第1楽章は耳に馴染むピアノの調べが心地良く、このまま軽い曲調で終わるのかと思ったのですが、大きな間違いでした。ヴァイオリンと対等にせめぎ合うピアノも素晴らしく、二人の演奏に圧倒され、全4楽章を聴き続けると心地良い疲労感を感じました。
休憩の後、後半最初はベートーヴェンの「スプリング・ソナタ」です。加藤さんによる曲目解説の後に演奏が進められましたが。ヴァイオリンの美しい調べと心地良いピアノにうっとりと聴き入りました。

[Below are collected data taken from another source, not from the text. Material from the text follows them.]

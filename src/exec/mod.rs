// src/exec/mod.rs

//! Job execution layer.
//!
//! - [`backend`] defines [`JobSpec`] and the [`JobExecutor`] seam the runner
//!   calls, which tests replace with a fake.
//! - [`shell`] is the production executor, running commands with
//!   `tokio::process`.

pub mod backend;
pub mod shell;

pub use backend::{ExecFuture, JobExecutor, JobSpec};
pub use shell::ShellExecutor;
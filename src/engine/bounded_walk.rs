// src/engine/bounded_walk.rs

//! Dependency-ordered walk whose visits run on a [`WorkerPool`].
//!
//! Vertices that become eligible are pushed onto an unbounded channel; a
//! single dispatcher loop moves them into the pool. Visit tasks therefore
//! never block on pool backpressure while handing over their children.

use std::future::Future;
use std::sync::Arc;

use tokio::sync::mpsc;
use tokio_util::sync::CancellationToken;
use tracing::{debug, info, warn};

use crate::dag::visitation::{Launch, Visitation};
use crate::dag::{Dag, Vertex, WalkSummary};
use crate::pool::{PoolConfig, WorkerPool};

/// Like [`walk`](crate::dag::walk), but at most `max_workers` visits run at
/// the same time. `max_workers == 0` is treated as one.
///
/// Launches still queued when `cancel` fires are skipped: their visitor
/// never runs and they are not counted as visited.
pub async fn walk_bounded<T, F, Fut>(
    cancel: CancellationToken,
    dag: &Dag<T>,
    max_workers: usize,
    visit: F,
) -> WalkSummary
where
    T: Send + Sync + 'static,
    F: Fn(Vertex<T>, CancellationToken) -> Fut + Send + Sync + 'static,
    Fut: Future<Output = ()> + Send + 'static,
{
    let visitation = Arc::new(Visitation::new(dag.snapshot(), cancel));
    let visit = Arc::new(visit);
    let (ready_tx, mut ready_rx) = mpsc::unbounded_channel::<Launch<T>>();

    for launch in visitation.seed() {
        // The receiver lives until the end of this function.
        let _ = ready_tx.send(launch);
    }

    // The pool is never cancelled itself: a cancelled walk skips its queued
    // launches inside the job so their in-flight count is released cleanly.
    let (mut pool, results) =
        WorkerPool::<()>::new(PoolConfig::new(max_workers, false), CancellationToken::new());
    let drained = tokio::spawn(results.drain());

    loop {
        tokio::select! {
            Some(launch) = ready_rx.recv() => {
                let visit = Arc::clone(&visit);
                let ready_tx = ready_tx.clone();
                let submitted = pool
                    .submit(move || async move {
                        visit_one(visit, launch, ready_tx).await;
                        Ok(())
                    })
                    .await;
                if let Err(err) = submitted {
                    warn!(error = %err, "could not dispatch vertex");
                }
            }
            _ = visitation.wait_idle() => break,
        }
    }

    drop(ready_tx);
    pool.close().await;

    match drained.await {
        Ok(report) if report.failed > 0 => {
            warn!(
                failed = report.failed,
                "visitor panicked; dependents of those vertices were not visited"
            );
        }
        Ok(_) => {}
        Err(err) => warn!(error = %err, "result collector ended abnormally"),
    }

    let summary = visitation.summary();
    info!(
        visited = summary.visited,
        total = summary.total,
        cancelled = summary.cancelled,
        max_workers,
        "bounded walk finished"
    );
    summary
}

async fn visit_one<T, F, Fut>(
    visit: Arc<F>,
    launch: Launch<T>,
    ready: mpsc::UnboundedSender<Launch<T>>,
) where
    F: Fn(Vertex<T>, CancellationToken) -> Fut,
    Fut: Future<Output = ()>,
{
    let token = launch.cancel_token();
    if token.is_cancelled() {
        launch.skip();
        return;
    }

    let vertex = launch.vertex().clone();
    debug!(vertex = %vertex.id, "visiting");
    (*visit)(vertex, token).await;

    for child in launch.complete() {
        if ready.send(child).is_err() {
            debug!("dispatcher gone; dropping eligible vertex");
        }
    }
}
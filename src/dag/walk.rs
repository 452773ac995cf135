// src/dag/walk.rs

//! Concurrent, dependency-ordered walk over a [`Dag`].
//!
//! For every edge `u -> v`, the visit of `u` returns before the visit of `v`
//! starts. Vertices not connected by a path may be visited concurrently, on
//! any of the runtime's worker threads.

use std::future::Future;
use std::sync::Arc;

use tokio_util::sync::CancellationToken;
use tracing::{debug, info};

use crate::dag::graph::Dag;
use crate::dag::vertex::Vertex;
use crate::dag::visitation::{Launch, Visitation, WalkSummary};

/// Visit every vertex of `dag` exactly once, in dependency order.
///
/// Each eligible vertex gets its own Tokio task; there is no cap on how many
/// run at once (see [`walk_bounded`](crate::engine::walk_bounded) for that).
/// The returned future resolves once every launched visit has finished.
///
/// The walk runs over a snapshot of the graph taken when it starts, so
/// several walks may run over the same graph at once without interfering.
///
/// Errors are the visitor's own business: `visit` returns `()`, and a
/// failing vertex still counts as visited. After `cancel` fires no further
/// vertex is launched; visits already running are left to finish and receive
/// the token so they can stop early.
pub async fn walk<T, F, Fut>(cancel: CancellationToken, dag: &Dag<T>, visit: F) -> WalkSummary
where
    T: Send + Sync + 'static,
    F: Fn(Vertex<T>, CancellationToken) -> Fut + Send + Sync + 'static,
    Fut: Future<Output = ()> + Send + 'static,
{
    let visitation = Arc::new(Visitation::new(dag.snapshot(), cancel));
    let visit = Arc::new(visit);

    for launch in visitation.seed() {
        spawn_visit(Arc::clone(&visit), launch);
    }

    visitation.wait_idle().await;

    let summary = visitation.summary();
    info!(
        visited = summary.visited,
        total = summary.total,
        cancelled = summary.cancelled,
        "walk finished"
    );
    summary
}

fn spawn_visit<T, F, Fut>(visit: Arc<F>, launch: Launch<T>)
where
    T: Send + Sync + 'static,
    F: Fn(Vertex<T>, CancellationToken) -> Fut + Send + Sync + 'static,
    Fut: Future<Output = ()> + Send + 'static,
{
    tokio::spawn(async move {
        let vertex = launch.vertex().clone();
        debug!(vertex = %vertex.id, "visiting");

        (*visit)(vertex, launch.cancel_token()).await;

        for child in launch.complete() {
            spawn_visit(Arc::clone(&visit), child);
        }
    });
}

響きの少ないホールで、奏者の至近距離でダイレクトに聴いたためか、前半はヴァイオリンの音色が硬質に感じられましたが、後半は潤いが感じられるようになりました。楽器がホールに馴染んだのか、私の耳が馴染んだのかは知りませんが、心地良い響きでした。
加藤さんによる曲紹介があり、最後は「ツィゴイネルワイゼン」です。これには圧倒されました。加藤さんの魅力が炸裂し、ホール埋めた聴衆の心を揺さぶりました。誰もが知るヴァイオリンの定番曲ですが、新たな魅力を知らしめてくれたように思います。新潟の音楽家で聴ける最良の演奏でなかったでしょうか。
大きな拍手に応えて、アンコールはシューマンの「ロマンス」です。先ほどの興奮を鎮めてくれる爽やかな演奏で、心を癒してくれました。
新潟で演奏者として指導者として活躍する加藤さん。そして新潟のみならず全国で活躍する小林さん。期待を裏切らないパフォーマンスに大きな満足感を与えてくれました。今後のますますの活躍を祈念し、ホールを後にしました。
外に出ますと冷たい雨が降り続いていました。寒さも感じましたが、いい音楽を聴かせていただいて、心は温かでした。